● Prompt: Report every line of the records that includes the word "RawDocument".

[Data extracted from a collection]
□ □ □ □

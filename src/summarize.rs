use std::fs;
use std::path::{Path, PathBuf};

use anyhow::{Context, Result};
use serde_json::{json, Map, Value};
use tracing::{debug, info, warn};

use crate::error::LlmError;
use crate::llm::{ChatClient, Completion};
use crate::records::write_json;

pub const AI_SUMMARY_KEY: &str = "ai_summary";
pub const FALLBACK_MODEL: &str = "gpt-3.5-turbo";
const TEMPERATURE: f32 = 0.4;

const INSTRUCTIONS: &str = "You are summarizing NASA bioscience experiment data.\n\
Write a concise, digestible, descriptive summary (120-170 words) that captures the full study.\n\
Blend details from the abstract, introduction/background, methods, results, and conclusion where available.\n\
Highlight the scientific question, key findings, and why they matter for space biosciences.\n\
Avoid repeating the title verbatim and keep the tone informative yet approachable.\n\
Return only the summary text, no extra commentary.";

#[derive(Debug, Clone)]
pub struct SummarizeOptions {
    pub dir: PathBuf,
    pub max_batch: usize,
    pub primary_model: String,
    pub fallback_model: String,
}

#[derive(Debug, Default, Clone, PartialEq, Eq)]
pub struct SummarizeStats {
    pub updated: usize,
    pub skipped: usize,
    pub failed: usize,
}

/// Prompt fields pulled from a dossier.
struct Payload {
    title: String,
    authors: String,
    abstract_text: String,
    background: String,
    methods: String,
    results: String,
    conclusion: String,
}

impl Payload {
    fn from_record(data: &Value) -> Self {
        let section = |key: &str| text_of(&data["sections"][key]);
        let background = [section("introduction"), section("background"), text_of(&data["summary"])]
            .into_iter()
            .find(|t| !t.is_empty())
            .unwrap_or_default();
        Self {
            title: text_of(&data["title"]),
            authors: text_of(&data["authors"]),
            abstract_text: section("abstract"),
            background,
            methods: section("methods"),
            results: section("results"),
            conclusion: section("conclusion"),
        }
    }

    fn prompt(&self) -> String {
        format!(
            "Title: {}\nAuthors: {}\nAbstract: {}\n\nBackground: {}\n\nMethods: {}\n\nResults: {}\n\nConclusion: {}",
            self.title,
            self.authors,
            self.abstract_text,
            self.background,
            self.methods,
            self.results,
            self.conclusion
        )
    }

    fn empty_fields(&self) -> Vec<&'static str> {
        [
            ("title", &self.title),
            ("authors", &self.authors),
            ("abstract", &self.abstract_text),
            ("background", &self.background),
            ("methods", &self.methods),
            ("results", &self.results),
            ("conclusion", &self.conclusion),
        ]
        .into_iter()
        .filter(|(_, v)| v.is_empty())
        .map(|(k, _)| k)
        .collect()
    }
}

/// Strings as-is, arrays joined, null as empty.
fn text_of(value: &Value) -> String {
    match value {
        Value::Null => String::new(),
        Value::String(s) => s.clone(),
        Value::Array(items) => items
            .iter()
            .map(text_of)
            .filter(|s| !s.is_empty())
            .collect::<Vec<_>>()
            .join(", "),
        other => other.to_string(),
    }
}

fn word_count(text: &str) -> usize {
    text.split_whitespace().count()
}

/// Add `ai_summary` to up to `max_batch` dossiers that lack one.
pub async fn summarize_dir(client: &ChatClient, opts: &SummarizeOptions) -> Result<SummarizeStats> {
    let mut paths: Vec<PathBuf> = fs::read_dir(&opts.dir)
        .with_context(|| format!("cannot list {}", opts.dir.display()))?
        .filter_map(|entry| entry.ok().map(|e| e.path()))
        .filter(|p| p.extension().is_some_and(|ext| ext == "json"))
        .collect();
    paths.sort();

    let mut stats = SummarizeStats::default();
    for path in paths {
        if stats.updated >= opts.max_batch {
            debug!("batch limit of {} reached", opts.max_batch);
            break;
        }
        match summarize_file(client, opts, &path).await {
            Ok(true) => stats.updated += 1,
            Ok(false) => stats.skipped += 1,
            Err(e) => {
                warn!("Error summarizing {}: {:#}", path.display(), e);
                stats.failed += 1;
            }
        }
    }
    info!(
        updated = stats.updated,
        skipped = stats.skipped,
        failed = stats.failed,
        "summaries done"
    );
    Ok(stats)
}

async fn summarize_file(client: &ChatClient, opts: &SummarizeOptions, path: &Path) -> Result<bool> {
    let bytes = fs::read(path).with_context(|| format!("cannot read {}", path.display()))?;
    let mut data: Value = serde_json::from_slice(&bytes).context("not a JSON dossier")?;
    let Some(obj) = data.as_object() else {
        anyhow::bail!("dossier is not a JSON object");
    };
    if obj.contains_key(AI_SUMMARY_KEY) {
        debug!("Skipping {} (already contains {})", path.display(), AI_SUMMARY_KEY);
        return Ok(false);
    }

    let payload = Payload::from_record(&data);
    let empty = payload.empty_fields();
    if !empty.is_empty() {
        warn!("{} missing sections for prompt: {}", path.display(), empty.join(", "));
    }

    let summary = request_summary(client, opts, &payload.prompt()).await?;
    let lengths = json!({
        "abstract": word_count(&payload.abstract_text),
        "results": word_count(&payload.results),
        "conclusion": word_count(&payload.conclusion),
    });

    let Some(obj) = data.as_object_mut() else {
        anyhow::bail!("dossier is not a JSON object");
    };
    let words = word_count(&summary);
    obj.insert(AI_SUMMARY_KEY.to_string(), Value::String(summary));
    let metrics = obj
        .entry("metrics")
        .or_insert_with(|| Value::Object(Map::new()));
    if !metrics.is_object() {
        *metrics = Value::Object(Map::new());
    }
    if let Some(metrics) = metrics.as_object_mut() {
        metrics.insert("section_lengths".to_string(), lengths);
    }

    write_json(path, &data).with_context(|| format!("cannot write {}", path.display()))?;
    info!("Saved {} with {} ({} words)", path.display(), AI_SUMMARY_KEY, words);
    Ok(true)
}

async fn request_summary(client: &ChatClient, opts: &SummarizeOptions, prompt: &str) -> Result<String> {
    let primary_err = match ask(client, &opts.primary_model, prompt).await {
        Ok(text) => return Ok(text),
        Err(e) => e,
    };
    warn!(
        "Primary model {} failed with {}. Attempting fallback {}.",
        opts.primary_model, primary_err, opts.fallback_model
    );
    ask(client, &opts.fallback_model, prompt)
        .await
        .map_err(|fallback_err| {
            anyhow::anyhow!(
                "primary model failed with: {}. Fallback failed with: {}",
                primary_err,
                fallback_err
            )
        })
}

async fn ask(client: &ChatClient, model: &str, prompt: &str) -> Result<String, LlmError> {
    client
        .complete(Completion {
            model,
            system: INSTRUCTIONS,
            prompt,
            temperature: TEMPERATURE,
            max_tokens: None,
        })
        .await
}
use std::sync::Arc;
use std::time::{Duration, Instant};

use reqwest::header::{ACCEPT, USER_AGENT};
use reqwest::{Client, StatusCode};
use tracing::{debug, warn};
use url::Url;

use crate::config::HarvestConfig;
use crate::error::FetchError;
use crate::models::{DocumentId, RawDocument};
use crate::store::DocumentCache;

const ACCEPT_HTML: &str = "text/html,application/xhtml+xml,application/xml;q=0.9,*/*;q=0.8";

/// How a `fetch` call was satisfied.
#[derive(Debug)]
pub enum FetchOutcome {
    Cached(RawDocument),
    Downloaded(RawDocument),
    /// The host answered, but never with a 2xx.
    NotAvailable { status: u16 },
}

#[derive(Debug, Clone)]
pub struct FetchSettings {
    pub base_url: String,
    pub user_agent: String,
    pub timeout: Duration,
    pub max_retries: u32,
    pub backoff_base_ms: u64,
    pub politeness_delay: Duration,
}

impl From<&HarvestConfig> for FetchSettings {
    fn from(cfg: &HarvestConfig) -> Self {
        Self {
            base_url: cfg.base_url.clone(),
            user_agent: cfg.user_agent.clone(),
            timeout: cfg.request_timeout(),
            max_retries: cfg.max_retries,
            backoff_base_ms: cfg.backoff_base_ms,
            politeness_delay: cfg.politeness_delay(),
        }
    }
}

/// HTTP client in front of the document cache.
pub struct Fetcher {
    client: Client,
    cache: Arc<dyn DocumentCache>,
    settings: FetchSettings,
}

/// Result of one GET, after retries.
enum Attempted {
    Body(String),
    Status(u16),
}

impl Fetcher {
    pub fn new(settings: FetchSettings, cache: Arc<dyn DocumentCache>) -> Result<Self, FetchError> {
        let client = Client::builder()
            .timeout(settings.timeout)
            .build()
            .map_err(FetchError::Client)?;
        Ok(Self {
            client,
            cache,
            settings,
        })
    }

    /// Canonical article page for an ID.
    pub fn canonical_url(&self, id: &DocumentId) -> String {
        format!("{}/articles/{}/", self.settings.base_url.trim_end_matches('/'), id)
    }

    /// Resolve a caller-supplied link against the base URL, or fall back to the canonical one.
    pub fn resolve_url(&self, id: &DocumentId, source_url: Option<&str>) -> Result<String, FetchError> {
        let candidate = source_url.map(str::trim).filter(|u| !u.is_empty());
        let Some(raw) = candidate else {
            return Ok(self.canonical_url(id));
        };
        if let Some(rest) = raw.strip_prefix("//") {
            return Ok(format!("https://{}", rest));
        }
        if raw.starts_with("http://") || raw.starts_with("https://") {
            return Ok(raw.to_string());
        }
        let invalid = |reason: String| FetchError::InvalidUrl {
            url: raw.to_string(),
            reason,
        };
        let base = Url::parse(&format!("{}/", self.settings.base_url.trim_end_matches('/')))
            .map_err(|e| invalid(e.to_string()))?;
        base.join(raw.trim_start_matches('/'))
            .map(String::from)
            .map_err(|e| invalid(e.to_string()))
    }

    /// Return the cached document, or download and cache it.
    pub async fn fetch(
        &self,
        id: &DocumentId,
        force: bool,
        source_url: Option<&str>,
    ) -> Result<FetchOutcome, FetchError> {
        if !force {
            if let Some(html) = self.cache.load(id).map_err(|e| cache_err(id, e))? {
                debug!(pmcid = %id, "using cached HTML");
                return Ok(FetchOutcome::Cached(RawDocument {
                    id: id.clone(),
                    html,
                }));
            }
        }

        let url = self.resolve_url(id, source_url)?;
        debug!(pmcid = %id, url = %url, "fetching HTML");
        match self.get_with_retry(id, &url).await? {
            Attempted::Body(html) => {
                self.cache.store(id, &html).map_err(|e| cache_err(id, e))?;
                Ok(FetchOutcome::Downloaded(RawDocument {
                    id: id.clone(),
                    html,
                }))
            }
            Attempted::Status(status) => Ok(FetchOutcome::NotAvailable { status }),
        }
    }

    async fn get_with_retry(&self, id: &DocumentId, url: &str) -> Result<Attempted, FetchError> {
        let max_retries = self.settings.max_retries;
        let mut attempt = 0u32;
        loop {
            let start = Instant::now();
            let result = self.get_once(url).await;
            self.pace().await;

            let retry_reason = match result {
                Ok(Attempted::Status(status)) if is_transient(status) && attempt < max_retries => {
                    format!("HTTP {}", status)
                }
                Ok(outcome) => {
                    debug!(
                        pmcid = %id,
                        attempt = attempt + 1,
                        latency_ms = start.elapsed().as_millis() as u64,
                        "request finished"
                    );
                    return Ok(outcome);
                }
                Err(e) if attempt < max_retries && is_transient_error(&e) => e.to_string(),
                Err(source) => {
                    return Err(FetchError::Transport {
                        url: url.to_string(),
                        attempts: attempt + 1,
                        source,
                    })
                }
            };

            let backoff = self.backoff(attempt);
            warn!(
                pmcid = %id,
                "{} (attempt {}/{}), backing off {:.1}s",
                retry_reason,
                attempt + 1,
                max_retries,
                backoff.as_secs_f64()
            );
            tokio::time::sleep(backoff).await;
            attempt += 1;
        }
    }

    async fn get_once(&self, url: &str) -> Result<Attempted, reqwest::Error> {
        let resp = self
            .client
            .get(url)
            .header(USER_AGENT, &self.settings.user_agent)
            .header(ACCEPT, ACCEPT_HTML)
            .send()
            .await?;
        let status = resp.status();
        if !status.is_success() {
            return Ok(Attempted::Status(status.as_u16()));
        }
        Ok(Attempted::Body(resp.text().await?))
    }

    fn backoff(&self, attempt: u32) -> Duration {
        Duration::from_millis(self.settings.backoff_base_ms.saturating_mul(2u64.saturating_pow(attempt)))
    }

    async fn pace(&self) {
        if !self.settings.politeness_delay.is_zero() {
            tokio::time::sleep(self.settings.politeness_delay).await;
        }
    }
}

fn is_transient(status: u16) -> bool {
    matches!(
        StatusCode::from_u16(status),
        Ok(StatusCode::TOO_MANY_REQUESTS
            | StatusCode::INTERNAL_SERVER_ERROR
            | StatusCode::BAD_GATEWAY
            | StatusCode::SERVICE_UNAVAILABLE
            | StatusCode::GATEWAY_TIMEOUT)
    )
}

/// Connection, timeout and mid-body failures; a bad URL or redirect loop will not heal on retry.
fn is_transient_error(e: &reqwest::Error) -> bool {
    if e.is_builder() || e.is_redirect() || e.is_decode() {
        return false;
    }
    e.is_connect() || e.is_timeout() || e.is_request() || e.is_body()
}

fn cache_err(id: &DocumentId, source: std::io::Error) -> FetchError {
    FetchError::Cache {
        id: id.to_string(),
        source,
    }
}

#[cfg(test)]
pub(crate) mod tests {
    use super::*;
    use std::collections::HashMap;
    use std::io;
    use std::sync::atomic::{AtomicUsize, Ordering};
    use std::sync::Mutex;

    use wiremock::matchers::{header, method, path};
    use wiremock::{Mock, MockServer, ResponseTemplate};

    /// In-memory cache that counts writes.
    #[derive(Default)]
    pub(crate) struct CountingCache {
        docs: Mutex<HashMap<DocumentId, String>>,
        pub writes: AtomicUsize,
    }

    impl DocumentCache for CountingCache {
        fn load(&self, id: &DocumentId) -> io::Result<Option<String>> {
            Ok(self.docs.lock().unwrap().get(id).cloned())
        }

        fn store(&self, id: &DocumentId, html: &str) -> io::Result<()> {
            self.writes.fetch_add(1, Ordering::SeqCst);
            self.docs.lock().unwrap().insert(id.clone(), html.to_string());
            Ok(())
        }
    }

    pub(crate) fn test_settings(base_url: &str) -> FetchSettings {
        FetchSettings {
            base_url: base_url.to_string(),
            user_agent: "harvester-tests/1.0".into(),
            timeout: Duration::from_secs(5),
            max_retries: 3,
            backoff_base_ms: 1,
            politeness_delay: Duration::ZERO,
        }
    }

    fn id(s: &str) -> DocumentId {
        DocumentId::parse(s).unwrap()
    }

    #[tokio::test]
    async fn retries_transient_status_then_caches_once() {
        let server = MockServer::start().await;
        Mock::given(method("GET"))
            .and(path("/articles/PMC100/"))
            .respond_with(ResponseTemplate::new(503))
            .up_to_n_times(3)
            .expect(3)
            .mount(&server)
            .await;
        Mock::given(method("GET"))
            .and(path("/articles/PMC100/"))
            .and(header("user-agent", "harvester-tests/1.0"))
            .respond_with(ResponseTemplate::new(200).set_body_string("<html>ok</html>"))
            .expect(1)
            .mount(&server)
            .await;

        let cache = Arc::new(CountingCache::default());
        let fetcher = Fetcher::new(test_settings(&server.uri()), cache.clone()).unwrap();
        let outcome = fetcher.fetch(&id("PMC100"), false, None).await.unwrap();

        assert!(matches!(outcome, FetchOutcome::Downloaded(ref d) if d.html == "<html>ok</html>"));
        assert_eq!(cache.writes.load(Ordering::SeqCst), 1);
    }

    #[tokio::test]
    async fn cache_hit_skips_network() {
        let server = MockServer::start().await;
        Mock::given(method("GET"))
            .respond_with(ResponseTemplate::new(200))
            .expect(0)
            .mount(&server)
            .await;

        let cache = Arc::new(CountingCache::default());
        cache.store(&id("PMC7"), "<p>cached</p>").unwrap();
        let fetcher = Fetcher::new(test_settings(&server.uri()), cache.clone()).unwrap();

        let outcome = fetcher.fetch(&id("PMC7"), false, None).await.unwrap();
        assert!(matches!(outcome, FetchOutcome::Cached(ref d) if d.html == "<p>cached</p>"));
    }

    #[tokio::test]
    async fn force_bypasses_cache() {
        let server = MockServer::start().await;
        Mock::given(method("GET"))
            .and(path("/articles/PMC7/"))
            .respond_with(ResponseTemplate::new(200).set_body_string("<p>fresh</p>"))
            .expect(1)
            .mount(&server)
            .await;

        let cache = Arc::new(CountingCache::default());
        cache.store(&id("PMC7"), "<p>stale</p>").unwrap();
        let fetcher = Fetcher::new(test_settings(&server.uri()), cache.clone()).unwrap();

        fetcher.fetch(&id("PMC7"), true, None).await.unwrap();
        assert_eq!(cache.load(&id("PMC7")).unwrap().as_deref(), Some("<p>fresh</p>"));
    }

    #[tokio::test]
    async fn permanent_status_is_not_retried() {
        let server = MockServer::start().await;
        Mock::given(method("GET"))
            .respond_with(ResponseTemplate::new(404))
            .expect(1)
            .mount(&server)
            .await;

        let cache = Arc::new(CountingCache::default());
        let fetcher = Fetcher::new(test_settings(&server.uri()), cache.clone()).unwrap();
        let outcome = fetcher.fetch(&id("PMC9"), false, None).await.unwrap();

        assert!(matches!(outcome, FetchOutcome::NotAvailable { status: 404 }));
        assert_eq!(cache.writes.load(Ordering::SeqCst), 0);
    }

    #[tokio::test]
    async fn transient_status_gives_up_at_ceiling() {
        let server = MockServer::start().await;
        Mock::given(method("GET"))
            .respond_with(ResponseTemplate::new(429))
            .expect(4)
            .mount(&server)
            .await;

        let fetcher = Fetcher::new(test_settings(&server.uri()), Arc::new(CountingCache::default())).unwrap();
        let outcome = fetcher.fetch(&id("PMC9"), false, None).await.unwrap();
        assert!(matches!(outcome, FetchOutcome::NotAvailable { status: 429 }));
    }

    #[tokio::test]
    async fn malformed_url_fails_on_first_attempt() {
        let fetcher = Fetcher::new(
            test_settings("https://pmc.ncbi.nlm.nih.gov"),
            Arc::new(CountingCache::default()),
        )
        .unwrap();
        let err = fetcher
            .fetch(&id("PMC1"), false, Some("http://exa mple.com/x"))
            .await
            .unwrap_err();
        match err {
            FetchError::Transport { attempts, ref source, .. } => {
                assert!(source.is_builder());
                assert_eq!(attempts, 1);
            }
            other => panic!("expected a transport error, got {other}"),
        }
    }

    #[tokio::test]
    async fn refused_connection_is_retried() {
        let mut settings = test_settings("http://127.0.0.1:9");
        settings.max_retries = 1;
        let fetcher = Fetcher::new(settings, Arc::new(CountingCache::default())).unwrap();
        match fetcher.fetch(&id("PMC2"), false, None).await.unwrap_err() {
            FetchError::Transport { attempts, .. } => assert_eq!(attempts, 2),
            other => panic!("expected a transport error, got {other}"),
        }
    }

    #[test]
    fn source_url_normalization() {
        let fetcher = Fetcher::new(
            test_settings("https://pmc.ncbi.nlm.nih.gov"),
            Arc::new(CountingCache::default()),
        )
        .unwrap();
        let pmc = id("PMC5");
        assert_eq!(
            fetcher.resolve_url(&pmc, None).unwrap(),
            "https://pmc.ncbi.nlm.nih.gov/articles/PMC5/"
        );
        assert_eq!(
            fetcher.resolve_url(&pmc, Some("//example.org/a/PMC5")).unwrap(),
            "https://example.org/a/PMC5"
        );
        assert_eq!(
            fetcher.resolve_url(&pmc, Some("http://example.org/x")).unwrap(),
            "http://example.org/x"
        );
        assert_eq!(
            fetcher.resolve_url(&pmc, Some("/articles/PMC5/")).unwrap(),
            "https://pmc.ncbi.nlm.nih.gov/articles/PMC5/"
        );
        assert_eq!(
            fetcher.resolve_url(&pmc, Some("   ")).unwrap(),
            "https://pmc.ncbi.nlm.nih.gov/articles/PMC5/"
        );
    }
}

□ □ □ □

● Answer to this task:
use crate::models::{DocumentId, RawDocument};
    Cached(RawDocument),
    Downloaded(RawDocument),
                return Ok(FetchOutcome::Cached(RawDocument {
                Ok(FetchOutcome::Downloaded(RawDocument {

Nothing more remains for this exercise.